2. Implementation of KOD’s Arbitration Policy as to Thompson
Thompson began working at KOD in 2010. [ECF No. 78, p. 88]. Around April 19,
2014, when Thompson went to KOD to perform, Scott presented her with the
arbitration agreement. [Id. at p. 89]. At this time, Thompson was a named Plaintiff in
this lawsuit. Thompson was given an opportunity to read the agreement. After reading
it, Thompson informed Scott that she needed to take it home to have an attorney look at
it before she could sign. [Id.]. Scott then told her that she could not work unless she
signed the agreement. [Id. at pp. 89‐91]. Thompson was sent home that night. While
Scott did not allow Thompson to take the agreement with her, she did allow Thompson
to take pictures of it. [Id. at p. 89].
A few days later, Plaintiffs’ counsel let Thompson know that she could return to
work at KOD. [Id. at p. 91]. It appears that after being contacted about this issue by
Plaintiffs’ counsel, Defendants’ counsel instructed their clients to allow Thompson to
return. When Thompson returned a week or so after the first incident, there did not
appear to be any problems. But later that night, Thompson was called to the front by
Scott and was again informed that she had to sign the arbitration agreement. [Id. at pp.
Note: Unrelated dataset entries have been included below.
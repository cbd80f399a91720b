use super::helpers;
use crate::constants::SHAPE_UNIFORM_STRIDE;
use crate::core::{Camera, Field, PointVertex};
use wgpu::util::DeviceExt;

#[repr(C)]
#[derive(Copy, Clone, bytemuck::Pod, bytemuck::Zeroable)]
pub(crate) struct Globals {
    view_proj: [[f32; 4]; 4],
    viewport: [f32; 2],
    _pad: [f32; 2],
}

#[repr(C)]
#[derive(Copy, Clone, bytemuck::Pod, bytemuck::Zeroable)]
pub(crate) struct ShapeUniforms {
    model: [[f32; 4]; 4],
    point_size: f32,
    opacity: f32,
    _pad: [f32; 2],
}

const POINT_ATTRIBUTES: [wgpu::VertexAttribute; 2] =
    wgpu::vertex_attr_array![0 => Float32x3, 1 => Float32x3];

pub(crate) struct PointsResources {
    pub(crate) pipeline: wgpu::RenderPipeline,
    pub(crate) globals_buffer: wgpu::Buffer,
    pub(crate) globals_bg: wgpu::BindGroup,
    pub(crate) shape_bgl: wgpu::BindGroupLayout,
}

/// GPU copies of one field's meshes plus a uniform slot per shape.
pub(crate) struct FieldBuffers {
    pub(crate) vertex_buffers: Vec<(wgpu::Buffer, u32)>,
    pub(crate) uniform_buffer: wgpu::Buffer,
    pub(crate) bind_group: wgpu::BindGroup,
    pub(crate) generation: u64,
}

pub(crate) fn create_points_resources(
    device: &wgpu::Device,
    target_format: wgpu::TextureFormat,
) -> PointsResources {
    let shader = device.create_shader_module(wgpu::ShaderModuleDescriptor {
        label: Some("points_shader"),
        source: wgpu::ShaderSource::Wgsl(crate::core::POINTS_WGSL.into()),
    });
    let globals_bgl = device.create_bind_group_layout(&wgpu::BindGroupLayoutDescriptor {
        label: Some("points_globals_bgl"),
        entries: &[helpers::uniform_layout_entry(
            0,
            wgpu::ShaderStages::VERTEX,
            false,
            None,
        )],
    });
    let shape_bgl = device.create_bind_group_layout(&wgpu::BindGroupLayoutDescriptor {
        label: Some("points_shape_bgl"),
        entries: &[helpers::uniform_layout_entry(
            0,
            wgpu::ShaderStages::VERTEX | wgpu::ShaderStages::FRAGMENT,
            true,
            wgpu::BufferSize::new(std::mem::size_of::<ShapeUniforms>() as u64),
        )],
    });
    let pl = device.create_pipeline_layout(&wgpu::PipelineLayoutDescriptor {
        label: Some("points_pl"),
        bind_group_layouts: &[&globals_bgl, &shape_bgl],
        push_constant_ranges: &[],
    });
    let additive = wgpu::BlendComponent {
        src_factor: wgpu::BlendFactor::SrcAlpha,
        dst_factor: wgpu::BlendFactor::One,
        operation: wgpu::BlendOperation::Add,
    };
    let pipeline = device.create_render_pipeline(&wgpu::RenderPipelineDescriptor {
        label: Some("points_pipeline"),
        layout: Some(&pl),
        vertex: wgpu::VertexState {
            module: &shader,
            entry_point: Some("vs_points"),
            buffers: &[wgpu::VertexBufferLayout {
                array_stride: std::mem::size_of::<PointVertex>() as wgpu::BufferAddress,
                step_mode: wgpu::VertexStepMode::Instance,
                attributes: &POINT_ATTRIBUTES,
            }],
            compilation_options: wgpu::PipelineCompilationOptions::default(),
        },
        primitive: wgpu::PrimitiveState::default(),
        depth_stencil: None,
        multisample: wgpu::MultisampleState::default(),
        fragment: Some(wgpu::FragmentState {
            module: &shader,
            entry_point: Some("fs_points"),
            targets: &[Some(wgpu::ColorTargetState {
                format: target_format,
                blend: Some(wgpu::BlendState {
                    color: additive,
                    alpha: additive,
                }),
                write_mask: wgpu::ColorWrites::ALL,
            })],
            compilation_options: wgpu::PipelineCompilationOptions::default(),
        }),
        cache: None,
        multiview: None,
    });
    let globals_buffer = device.create_buffer(&wgpu::BufferDescriptor {
        label: Some("points_globals"),
        size: std::mem::size_of::<Globals>() as u64,
        usage: wgpu::BufferUsages::UNIFORM | wgpu::BufferUsages::COPY_DST,
        mapped_at_creation: false,
    });
    let globals_bg = device.create_bind_group(&wgpu::BindGroupDescriptor {
        label: Some("points_globals_bg"),
        layout: &globals_bgl,
        entries: &[wgpu::BindGroupEntry {
            binding: 0,
            resource: globals_buffer.as_entire_binding(),
        }],
    });
    PointsResources {
        pipeline,
        globals_buffer,
        globals_bg,
        shape_bgl,
    }
}

pub(crate) fn upload_field(
    device: &wgpu::Device,
    res: &PointsResources,
    field: &Field,
    generation: u64,
) -> FieldBuffers {
    let vertex_buffers = field
        .shapes()
        .iter()
        .map(|s| {
            let packed = s.mesh.packed();
            let buf = device.create_buffer_init(&wgpu::util::BufferInitDescriptor {
                label: Some("shape_points"),
                contents: bytemuck::cast_slice(&packed),
                usage: wgpu::BufferUsages::VERTEX,
            });
            (buf, packed.len() as u32)
        })
        .collect::<Vec<_>>();
    let slots = field.len().max(1) as u64;
    let uniform_buffer = device.create_buffer(&wgpu::BufferDescriptor {
        label: Some("shape_uniforms"),
        size: slots * SHAPE_UNIFORM_STRIDE,
        usage: wgpu::BufferUsages::UNIFORM | wgpu::BufferUsages::COPY_DST,
        mapped_at_creation: false,
    });
    let bind_group = device.create_bind_group(&wgpu::BindGroupDescriptor {
        label: Some("shape_uniforms_bg"),
        layout: &res.shape_bgl,
        entries: &[wgpu::BindGroupEntry {
            binding: 0,
            resource: wgpu::BindingResource::Buffer(wgpu::BufferBinding {
                buffer: &uniform_buffer,
                offset: 0,
                size: wgpu::BufferSize::new(std::mem::size_of::<ShapeUniforms>() as u64),
            }),
        }],
    });
    log::info!(
        "[gpu] uploaded {} shapes ({} points)",
        vertex_buffers.len(),
        vertex_buffers.iter().map(|(_, n)| *n as u64).sum::<u64>()
    );
    FieldBuffers {
        vertex_buffers,
        uniform_buffer,
        bind_group,
        generation,
    }
}

pub(crate) fn write_frame(
    queue: &wgpu::Queue,
    res: &PointsResources,
    buffers: &FieldBuffers,
    field: &Field,
    camera: &Camera,
    viewport_px: [f32; 2],
) {
    let globals = Globals {
        view_proj: camera.view_projection().to_cols_array_2d(),
        viewport: viewport_px,
        _pad: [0.0; 2],
    };
    queue.write_buffer(&res.globals_buffer, 0, bytemuck::bytes_of(&globals));

    let group = field.group_matrix();
    for (i, s) in field.shapes().iter().enumerate() {
        let u = ShapeUniforms {
            model: (group * s.state.local_matrix()).to_cols_array_2d(),
            point_size: s.state.point_size(),
            opacity: s.state.opacity(),
            _pad: [0.0; 2],
        };
        queue.write_buffer(
            &buffers.uniform_buffer,
            i as u64 * SHAPE_UNIFORM_STRIDE,
            bytemuck::bytes_of(&u),
        );
    }
}

pub(crate) fn draw<'p>(
    rpass: &mut wgpu::RenderPass<'p>,
    res: &PointsResources,
    buffers: &FieldBuffers,
) {
    rpass.set_pipeline(&res.pipeline);
    rpass.set_bind_group(0, &res.globals_bg, &[]);
    for (i, (buf, count)) in buffers.vertex_buffers.iter().enumerate() {
        if *count == 0 {
            continue;
        }
        let offset = (i as u64 * SHAPE_UNIFORM_STRIDE) as wgpu::DynamicOffset;
        rpass.set_bind_group(1, &buffers.bind_group, &[offset]);
        rpass.set_vertex_buffer(0, buf.slice(..));
        rpass.draw(0..6, 0..*count);
    }
}
//! Scene configuration supplied by the host page.

use crate::camera::CameraMode;
use crate::color::{parse_background, Background};
use crate::constants::*;
use fnv::FnvHashMap;
use thiserror::Error;

#[derive(Debug, Error, PartialEq)]
pub enum ConfigError {
    #[error("invalid number for `{key}`: {value:?}")]
    Number { key: String, value: String },
    #[error("invalid flag for `{key}`: {value:?}")]
    Flag { key: String, value: String },
    #[error("unsupported colour {0:?}")]
    Color(String),
}

#[derive(Clone, Debug, PartialEq)]
pub struct SceneConfig {
    pub shape_count: i32,
    pub spread_radius: f32,
    pub enable_orbit_controls: bool,
    pub background_color: String,
    pub enable_post_processing: bool,
}

impl Default for SceneConfig {
    fn default() -> Self {
        Self {
            shape_count: DEFAULT_SHAPE_COUNT,
            spread_radius: DEFAULT_SPREAD,
            enable_orbit_controls: true,
            background_color: DEFAULT_BACKGROUND.to_string(),
            enable_post_processing: true,
        }
    }
}

impl SceneConfig {
    /// Shape count with non-positive values mapped to an empty field.
    pub fn effective_shape_count(&self) -> usize {
        self.shape_count.max(0) as usize
    }

    pub fn effective_spread(&self) -> f32 {
        if self.spread_radius.is_finite() && self.spread_radius >= 0.0 {
            self.spread_radius
        } else {
            DEFAULT_SPREAD
        }
    }

    pub fn camera_mode(&self) -> CameraMode {
        CameraMode::from_orbit_flag(self.enable_orbit_controls)
    }

    /// Parsed background, falling back to the default colour.
    pub fn background(&self) -> Background {
        parse_background(&self.background_color).unwrap_or_else(|e| {
            log::warn!("[config] {}; using {}", e, DEFAULT_BACKGROUND);
            parse_background(DEFAULT_BACKGROUND).unwrap_or(Background::TRANSPARENT)
        })
    }

    /// Step the shape count by `delta`, clamped to the slider range.
    pub fn with_shape_count_step(&self, delta: i32) -> Self {
        Self {
            shape_count: (self.shape_count + delta).clamp(SHAPE_COUNT_MIN, SHAPE_COUNT_MAX),
            ..self.clone()
        }
    }

    pub fn with_camera_mode_toggled(&self) -> Self {
        Self {
            enable_orbit_controls: !self.enable_orbit_controls,
            ..self.clone()
        }
    }

    /// Apply one `key = value` pair. Unknown keys are ignored.
    pub fn apply(&mut self, key: &str, value: &str) -> Result<(), ConfigError> {
        let v = value.trim();
        match key {
            "shape-count" | "shapeCount" => {
                self.shape_count = v.parse().map_err(|_| ConfigError::Number {
                    key: key.to_string(),
                    value: value.to_string(),
                })?;
            }
            "spread" | "spreadRadius" => {
                self.spread_radius = v.parse().map_err(|_| ConfigError::Number {
                    key: key.to_string(),
                    value: value.to_string(),
                })?;
            }
            "orbit" | "enableOrbitControls" => self.enable_orbit_controls = parse_flag(key, v)?,
            "post" | "enablePostProcessing" => self.enable_post_processing = parse_flag(key, v)?,
            "background" | "backgroundColor" => {
                parse_background(v)?;
                self.background_color = v.to_string();
            }
            _ => {}
        }
        Ok(())
    }

    /// Build from host attributes, logging and skipping values that fail to
    /// parse.
    pub fn from_attributes(attrs: &FnvHashMap<String, String>) -> Self {
        let mut config = Self::default();
        let mut keys: Vec<&String> = attrs.keys().collect();
        keys.sort();
        for key in keys {
            if let Err(e) = config.apply(key, &attrs[key]) {
                log::warn!("[config] {}", e);
            }
        }
        config
    }
}

fn parse_flag(key: &str, v: &str) -> Result<bool, ConfigError> {
    match v.to_ascii_lowercase().as_str() {
        "" | "1" | "true" | "on" | "yes" => Ok(true),
        "0" | "false" | "off" | "no" => Ok(false),
        _ => Err(ConfigError::Flag {
            key: key.to_string(),
            value: v.to_string(),
        }),
    }
}
use serde::{Deserialize, Serialize};

use super::PageUrl;

/// Normalized content of a page at a point in time. Opaque: equality is
/// byte-for-byte on the normalized form, never on the raw fetched bytes.
#[derive(Clone, Debug, PartialEq, Eq, Serialize, Deserialize)]
#[serde(transparent)]
pub struct Snapshot(String);

impl Snapshot {
    pub fn new(normalized: String) -> Self {
        Self(normalized)
    }

    pub fn as_str(&self) -> &str {
        &self.0
    }
}

/// A monitored page plus its last-known snapshot. Owned exclusively by the
/// snapshot store; the scheduler only ever holds the `PageUrl` key.
#[derive(Clone, Debug, PartialEq, Eq, Serialize, Deserialize)]
pub struct MonitoredTarget {
    pub url: PageUrl,
    pub last_snapshot: Option<Snapshot>,
}
pub mod change;
pub mod diff;
pub mod normalize;
pub mod page_url;
pub mod snapshot;

pub use change::*;
pub use diff::*;
pub use normalize::*;
pub use page_url::*;
pub use snapshot::*;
91‐93]. When Thompson refused to do so, she was told she had to stop working and
was escorted out of KOD. [Id. at pp. 92‐94, 102‐04].
6
3. Implementation of KOD’s Arbitration Policy as to Stanton
Stanton started working at KOD in 2009. [ECF No. 78, p. 47]. When Stanton came
in to work on April 18 or 19, 2014, Scott presented her with the arbitration agreement to
sign. [Id. at p. 50]. At this point, Stanton, like Thompson, was a named Plaintiff. Stanton
was allowed to take the agreement into the dressing room area so that she could
privately review it. [Id. at p. 61]. By Stanton’s own account, neither Scott nor anyone else
associated with KOD monitored her or hovered around her while she read the
agreement. [Id. at pp. 61‐62].
After reading the arbitration agreement and speaking with her attorney (i.e.,
Plaintiffs’ counsel), Stanton came back out to the front and told Scott that she could not
sign the agreement. [Id. at pp. 50‐51]. Scott then informed her that if she did not sign the
agreement, then she could not work. [Id.]. It was around this time that Ricky Taylor
(“Taylor”), a KOD manager, came over and asked Stanton if she was suing KOD. [Id at
pp. 51‐52]. Stanton told Taylor that she did not want to talk about it. [Id. at p. 51]. By her
non‐answer, Taylor figured out that Stanton had, in fact, sued KOD and told her that
she needed “to get [her] things and go” and that she was no longer allowed to work at
KOD. [Id. at pp. 51, 65].
4. Implementation of KOD’s Arbitration Policy as to Bain
Like Stanton, Bain started working at KOD in 2009. [ECF No. 78, p. 69]. On April
20, 2014, Bain was working on KOD’s stage area. [Id. at p. 70]. As she was leaving the
7
stage, she was called up to the front by Scott. [Id.]. Scott then gave Bain the papers and
told her to sign them. [Id. at p. 71]. Much like Stanton, Bain was provided the
opportunity to read the agreement without Scott or any other KOD employee
monitoring or hovering around her. [Id. at pp. 76‐77]. It is important to note that unlike
Stanton and Thompson, Bain was not then a named Plaintiff in this action. Bain joined
this action 3 days later, on April 23, 2014. [ECF No. 8].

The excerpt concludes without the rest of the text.